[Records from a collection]
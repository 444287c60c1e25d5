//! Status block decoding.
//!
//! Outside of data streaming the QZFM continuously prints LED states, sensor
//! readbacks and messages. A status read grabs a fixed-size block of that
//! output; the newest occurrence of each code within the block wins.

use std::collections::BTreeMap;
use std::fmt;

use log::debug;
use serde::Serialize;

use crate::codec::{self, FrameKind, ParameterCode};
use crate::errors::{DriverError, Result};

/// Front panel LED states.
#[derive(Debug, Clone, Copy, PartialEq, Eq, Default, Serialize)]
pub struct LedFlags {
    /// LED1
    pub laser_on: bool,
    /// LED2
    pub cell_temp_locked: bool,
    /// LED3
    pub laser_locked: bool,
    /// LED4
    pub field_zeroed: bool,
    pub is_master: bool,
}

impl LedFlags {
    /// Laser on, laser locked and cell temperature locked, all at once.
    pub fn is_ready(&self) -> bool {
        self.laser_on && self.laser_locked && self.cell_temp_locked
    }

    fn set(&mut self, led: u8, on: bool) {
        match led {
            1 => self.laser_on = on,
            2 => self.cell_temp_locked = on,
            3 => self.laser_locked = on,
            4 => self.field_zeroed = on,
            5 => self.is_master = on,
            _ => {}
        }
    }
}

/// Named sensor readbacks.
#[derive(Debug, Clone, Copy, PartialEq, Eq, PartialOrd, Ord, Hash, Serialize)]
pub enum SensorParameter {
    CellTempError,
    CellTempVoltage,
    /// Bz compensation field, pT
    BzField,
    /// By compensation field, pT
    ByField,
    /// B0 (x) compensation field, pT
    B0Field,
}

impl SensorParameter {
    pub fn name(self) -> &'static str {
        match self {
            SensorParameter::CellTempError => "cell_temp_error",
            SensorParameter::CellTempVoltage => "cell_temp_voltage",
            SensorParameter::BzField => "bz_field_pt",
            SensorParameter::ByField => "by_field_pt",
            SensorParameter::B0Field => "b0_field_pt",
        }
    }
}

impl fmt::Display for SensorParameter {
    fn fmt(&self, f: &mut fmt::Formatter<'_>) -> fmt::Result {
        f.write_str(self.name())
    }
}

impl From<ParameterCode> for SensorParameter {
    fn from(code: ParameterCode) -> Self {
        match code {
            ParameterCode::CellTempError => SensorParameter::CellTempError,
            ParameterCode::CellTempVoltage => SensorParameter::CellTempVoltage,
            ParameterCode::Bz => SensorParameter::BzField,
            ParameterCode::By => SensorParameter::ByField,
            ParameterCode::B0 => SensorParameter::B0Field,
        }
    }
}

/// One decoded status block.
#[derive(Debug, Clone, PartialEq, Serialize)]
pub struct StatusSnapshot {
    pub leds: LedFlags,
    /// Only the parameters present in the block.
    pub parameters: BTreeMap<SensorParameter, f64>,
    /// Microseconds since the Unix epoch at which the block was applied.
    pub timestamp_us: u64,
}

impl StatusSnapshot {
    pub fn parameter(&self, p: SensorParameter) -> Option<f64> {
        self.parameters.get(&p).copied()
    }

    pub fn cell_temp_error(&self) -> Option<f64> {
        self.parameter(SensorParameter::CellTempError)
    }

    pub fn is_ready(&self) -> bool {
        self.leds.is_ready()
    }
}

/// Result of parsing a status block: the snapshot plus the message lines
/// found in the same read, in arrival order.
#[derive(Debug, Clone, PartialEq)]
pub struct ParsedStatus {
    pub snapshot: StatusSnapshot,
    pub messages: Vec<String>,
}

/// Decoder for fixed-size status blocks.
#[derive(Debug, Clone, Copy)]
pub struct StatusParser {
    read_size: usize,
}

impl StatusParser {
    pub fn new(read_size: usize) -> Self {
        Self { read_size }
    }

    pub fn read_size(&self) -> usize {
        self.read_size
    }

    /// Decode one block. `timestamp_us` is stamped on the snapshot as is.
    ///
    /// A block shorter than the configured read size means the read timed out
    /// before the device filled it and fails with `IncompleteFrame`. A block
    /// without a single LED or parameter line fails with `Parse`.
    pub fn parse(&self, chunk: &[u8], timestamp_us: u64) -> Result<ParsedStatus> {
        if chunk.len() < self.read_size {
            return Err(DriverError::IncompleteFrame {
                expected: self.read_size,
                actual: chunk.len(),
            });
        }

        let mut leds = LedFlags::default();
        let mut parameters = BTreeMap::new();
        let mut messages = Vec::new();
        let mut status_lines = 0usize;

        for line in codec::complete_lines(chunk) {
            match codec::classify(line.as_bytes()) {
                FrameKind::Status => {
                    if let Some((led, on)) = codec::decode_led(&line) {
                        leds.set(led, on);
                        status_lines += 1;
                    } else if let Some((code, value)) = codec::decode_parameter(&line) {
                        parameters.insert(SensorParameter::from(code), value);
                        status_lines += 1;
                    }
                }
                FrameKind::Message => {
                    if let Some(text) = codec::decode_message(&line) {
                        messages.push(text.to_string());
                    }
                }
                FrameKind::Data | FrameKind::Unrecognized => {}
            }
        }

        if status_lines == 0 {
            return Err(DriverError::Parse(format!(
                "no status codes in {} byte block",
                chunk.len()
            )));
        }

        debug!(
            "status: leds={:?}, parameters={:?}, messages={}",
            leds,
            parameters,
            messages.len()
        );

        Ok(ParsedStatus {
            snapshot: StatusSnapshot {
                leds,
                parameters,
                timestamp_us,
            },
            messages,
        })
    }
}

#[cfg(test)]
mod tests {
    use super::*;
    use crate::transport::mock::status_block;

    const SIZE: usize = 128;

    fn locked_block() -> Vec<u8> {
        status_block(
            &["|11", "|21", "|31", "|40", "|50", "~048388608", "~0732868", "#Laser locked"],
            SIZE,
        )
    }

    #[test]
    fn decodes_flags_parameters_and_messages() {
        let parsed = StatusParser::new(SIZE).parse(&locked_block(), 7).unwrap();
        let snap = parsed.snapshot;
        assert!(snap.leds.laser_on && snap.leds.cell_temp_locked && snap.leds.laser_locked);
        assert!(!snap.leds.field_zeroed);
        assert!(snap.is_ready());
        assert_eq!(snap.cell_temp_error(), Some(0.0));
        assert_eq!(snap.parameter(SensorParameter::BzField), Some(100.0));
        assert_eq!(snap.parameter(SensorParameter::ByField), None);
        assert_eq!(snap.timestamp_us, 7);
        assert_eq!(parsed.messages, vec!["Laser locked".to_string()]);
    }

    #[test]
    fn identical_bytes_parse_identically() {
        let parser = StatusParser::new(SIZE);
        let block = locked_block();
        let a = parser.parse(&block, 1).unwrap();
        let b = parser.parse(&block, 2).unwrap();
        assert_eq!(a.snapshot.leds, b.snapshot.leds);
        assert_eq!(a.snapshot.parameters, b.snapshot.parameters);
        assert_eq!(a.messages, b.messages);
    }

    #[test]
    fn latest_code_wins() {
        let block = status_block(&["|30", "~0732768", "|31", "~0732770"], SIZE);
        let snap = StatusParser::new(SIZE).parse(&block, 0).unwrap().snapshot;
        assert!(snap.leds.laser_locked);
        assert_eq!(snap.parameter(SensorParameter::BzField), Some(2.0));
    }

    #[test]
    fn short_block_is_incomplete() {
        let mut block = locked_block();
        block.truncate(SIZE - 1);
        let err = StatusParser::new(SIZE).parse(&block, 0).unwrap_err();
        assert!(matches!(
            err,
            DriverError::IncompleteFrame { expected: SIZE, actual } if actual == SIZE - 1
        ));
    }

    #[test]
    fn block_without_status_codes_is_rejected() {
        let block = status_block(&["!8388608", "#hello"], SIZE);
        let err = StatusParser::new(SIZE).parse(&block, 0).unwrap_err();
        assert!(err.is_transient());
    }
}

Directions » What you should produce is an exact retyping of every line above.

Reply »
repository 444287c60c1e25d5
//! Status block decoding.
//!
//! Outside of data streaming the QZFM continuously prints LED states, sensor
//! readbacks and messages. A status read grabs a fixed-size block of that
//! output; the newest occurrence of each code within the block wins.

use std::collections::BTreeMap;
use std::fmt;

use log::debug;
use serde::Serialize;

use crate::codec::{self, FrameKind, ParameterCode};
use crate::errors::{DriverError, Result};

/// Front panel LED states.
#[derive(Debug, Clone, Copy, PartialEq, Eq, Default, Serialize)]
pub struct LedFlags {
    /// LED1
    pub laser_on: bool,
    /// LED2
    pub cell_temp_locked: bool,
    /// LED3
    pub laser_locked: bool,
    /// LED4
    pub field_zeroed: bool,
    pub is_master: bool,
}

impl LedFlags {
    /// Laser on, laser locked and cell temperature locked, all at once.
    pub fn is_ready(&self) -> bool {
        self.laser_on && self.laser_locked && self.cell_temp_locked
    }

    fn set(&mut self, led: u8, on: bool) {
        match led {
            1 => self.laser_on = on,
            2 => self.cell_temp_locked = on,
            3 => self.laser_locked = on,
            4 => self.field_zeroed = on,
            5 => self.is_master = on,
            _ => {}
        }
    }
}

/// Named sensor readbacks.
#[derive(Debug, Clone, Copy, PartialEq, Eq, PartialOrd, Ord, Hash, Serialize)]
pub enum SensorParameter {
    CellTempError,
    CellTempVoltage,
    /// Bz compensation field, pT
    BzField,
    /// By compensation field, pT
    ByField,
    /// B0 (x) compensation field, pT
    B0Field,
}

impl SensorParameter {
    pub fn name(self) -> &'static str {
        match self {
            SensorParameter::CellTempError => "cell_temp_error",
            SensorParameter::CellTempVoltage => "cell_temp_voltage",
            SensorParameter::BzField => "bz_field_pt",
            SensorParameter::ByField => "by_field_pt",
            SensorParameter::B0Field => "b0_field_pt",
        }
    }
}

impl fmt::Display for SensorParameter {
    fn fmt(&self, f: &mut fmt::Formatter<'_>) -> fmt::Result {
        f.write_str(self.name())
    }
}

impl From<ParameterCode> for SensorParameter {
    fn from(code: ParameterCode) -> Self {
        match code {
            ParameterCode::CellTempError => SensorParameter::CellTempError,
            ParameterCode::CellTempVoltage => SensorParameter::CellTempVoltage,
            ParameterCode::Bz => SensorParameter::BzField,
            ParameterCode::By => SensorParameter::ByField,
            ParameterCode::B0 => SensorParameter::B0Field,
        }
    }
}

/// One decoded status block.
#[derive(Debug, Clone, PartialEq, Serialize)]
pub struct StatusSnapshot {
    pub leds: LedFlags,
    /// Only the parameters present in the block.
    pub parameters: BTreeMap<SensorParameter, f64>,
    /// Microseconds since the Unix epoch at which the block was applied.
    pub timestamp_us: u64,
}

impl StatusSnapshot {
    pub fn parameter(&self, p: SensorParameter) -> Option<f64> {
        self.parameters.get(&p).copied()
    }

    pub fn cell_temp_error(&self) -> Option<f64> {
        self.parameter(SensorParameter::CellTempError)
    }

    pub fn is_ready(&self) -> bool {
        self.leds.is_ready()
    }
}

/// Result of parsing a status block: the snapshot plus the message lines
/// found in the same read, in arrival order.
#[derive(Debug, Clone, PartialEq)]
pub struct ParsedStatus {
    pub snapshot: StatusSnapshot,
    pub messages: Vec<String>,
}

/// Decoder for fixed-size status blocks.
#[derive(Debug, Clone, Copy)]
pub struct StatusParser {
    read_size: usize,
}

impl StatusParser {
    pub fn new(read_size: usize) -> Self {
        Self { read_size }
    }

    pub fn read_size(&self) -> usize {
        self.read_size
    }

    /// Decode one block. `timestamp_us` is stamped on the snapshot as is.
    ///
    /// A block shorter than the configured read size means the read timed out
    /// before the device filled it and fails with `IncompleteFrame`. A block
    /// without a single LED or parameter line fails with `Parse`.
    pub fn parse(&self, chunk: &[u8], timestamp_us: u64) -> Result<ParsedStatus> {
        if chunk.len() < self.read_size {
            return Err(DriverError::IncompleteFrame {
                expected: self.read_size,
                actual: chunk.len(),
            });
        }

        let mut leds = LedFlags::default();
        let mut parameters = BTreeMap::new();
        let mut messages = Vec::new();
        let mut status_lines = 0usize;

        for line in codec::complete_lines(chunk) {
            match codec::classify(line.as_bytes()) {
                FrameKind::Status => {
                    if let Some((led, on)) = codec::decode_led(&line) {
                        leds.set(led, on);
                        status_lines += 1;
                    } else if let Some((code, value)) = codec::decode_parameter(&line) {
                        parameters.insert(SensorParameter::from(code), value);
                        status_lines += 1;
                    }
                }
                FrameKind::Message => {
                    if let Some(text) = codec::decode_message(&line) {
                        messages.push(text.to_string());
                    }
                }
                FrameKind::Data | FrameKind::Unrecognized => {}
            }
        }

        if status_lines == 0 {
            return Err(DriverError::Parse(format!(
                "no status codes in {} byte block",
                chunk.len()
            )));
        }

        debug!(
            "status: leds={:?}, parameters={:?}, messages={}",
            leds,
            parameters,
            messages.len()
        );

        Ok(ParsedStatus {
            snapshot: StatusSnapshot {
                leds,
                parameters,
                timestamp_us,
            },
            messages,
        })
    }
}

#[cfg(test)]
mod tests {
    use super::*;
    use crate::transport::mock::status_block;

    const SIZE: usize = 128;

    fn locked_block() -> Vec<u8> {
        status_block(
            &["|11", "|21", "|31", "|40", "|50", "~048388608", "~0732868", "#Laser locked"],
            SIZE,
        )
    }

    #[test]
    fn decodes_flags_parameters_and_messages() {
        let parsed = StatusParser::new(SIZE).parse(&locked_block(), 7).unwrap();
        let snap = parsed.snapshot;
        assert!(snap.leds.laser_on && snap.leds.cell_temp_locked && snap.leds.laser_locked);
        assert!(!snap.leds.field_zeroed);
        assert!(snap.is_ready());
        assert_eq!(snap.cell_temp_error(), Some(0.0));
        assert_eq!(snap.parameter(SensorParameter::BzField), Some(100.0));
        assert_eq!(snap.parameter(SensorParameter::ByField), None);
        assert_eq!(snap.timestamp_us, 7);
        assert_eq!(parsed.messages, vec!["Laser locked".to_string()]);
    }

    #[test]
    fn identical_bytes_parse_identically() {
        let parser = StatusParser::new(SIZE);
        let block = locked_block();
        let a = parser.parse(&block, 1).unwrap();
        let b = parser.parse(&block, 2).unwrap();
        assert_eq!(a.snapshot.leds, b.snapshot.leds);
        assert_eq!(a.snapshot.parameters, b.snapshot.parameters);
        assert_eq!(a.messages, b.messages);
    }

    #[test]
    fn latest_code_wins() {
        let block = status_block(&["|30", "~0732768", "|31", "~0732770"], SIZE);
        let snap = StatusParser::new(SIZE).parse(&block, 0).unwrap().snapshot;
        assert!(snap.leds.laser_locked);
        assert_eq!(snap.parameter(SensorParameter::BzField), Some(2.0));
    }

    #[test]
    fn short_block_is_incomplete() {
        let mut block = locked_block();
        block.truncate(SIZE - 1);
        let err = StatusParser::new(SIZE).parse(&block, 0).unwrap_err();
        assert!(matches!(
            err,
            DriverError::IncompleteFrame { expected: SIZE, actual } if actual == SIZE - 1
        ));
    }

    #[test]
    fn block_without_status_codes_is_rejected() {
        let block = status_block(&["!8388608", "#hello"], SIZE);
        let err = StatusParser::new(SIZE).parse(&block, 0).unwrap_err();
        assert!(err.is_transient());
    }
}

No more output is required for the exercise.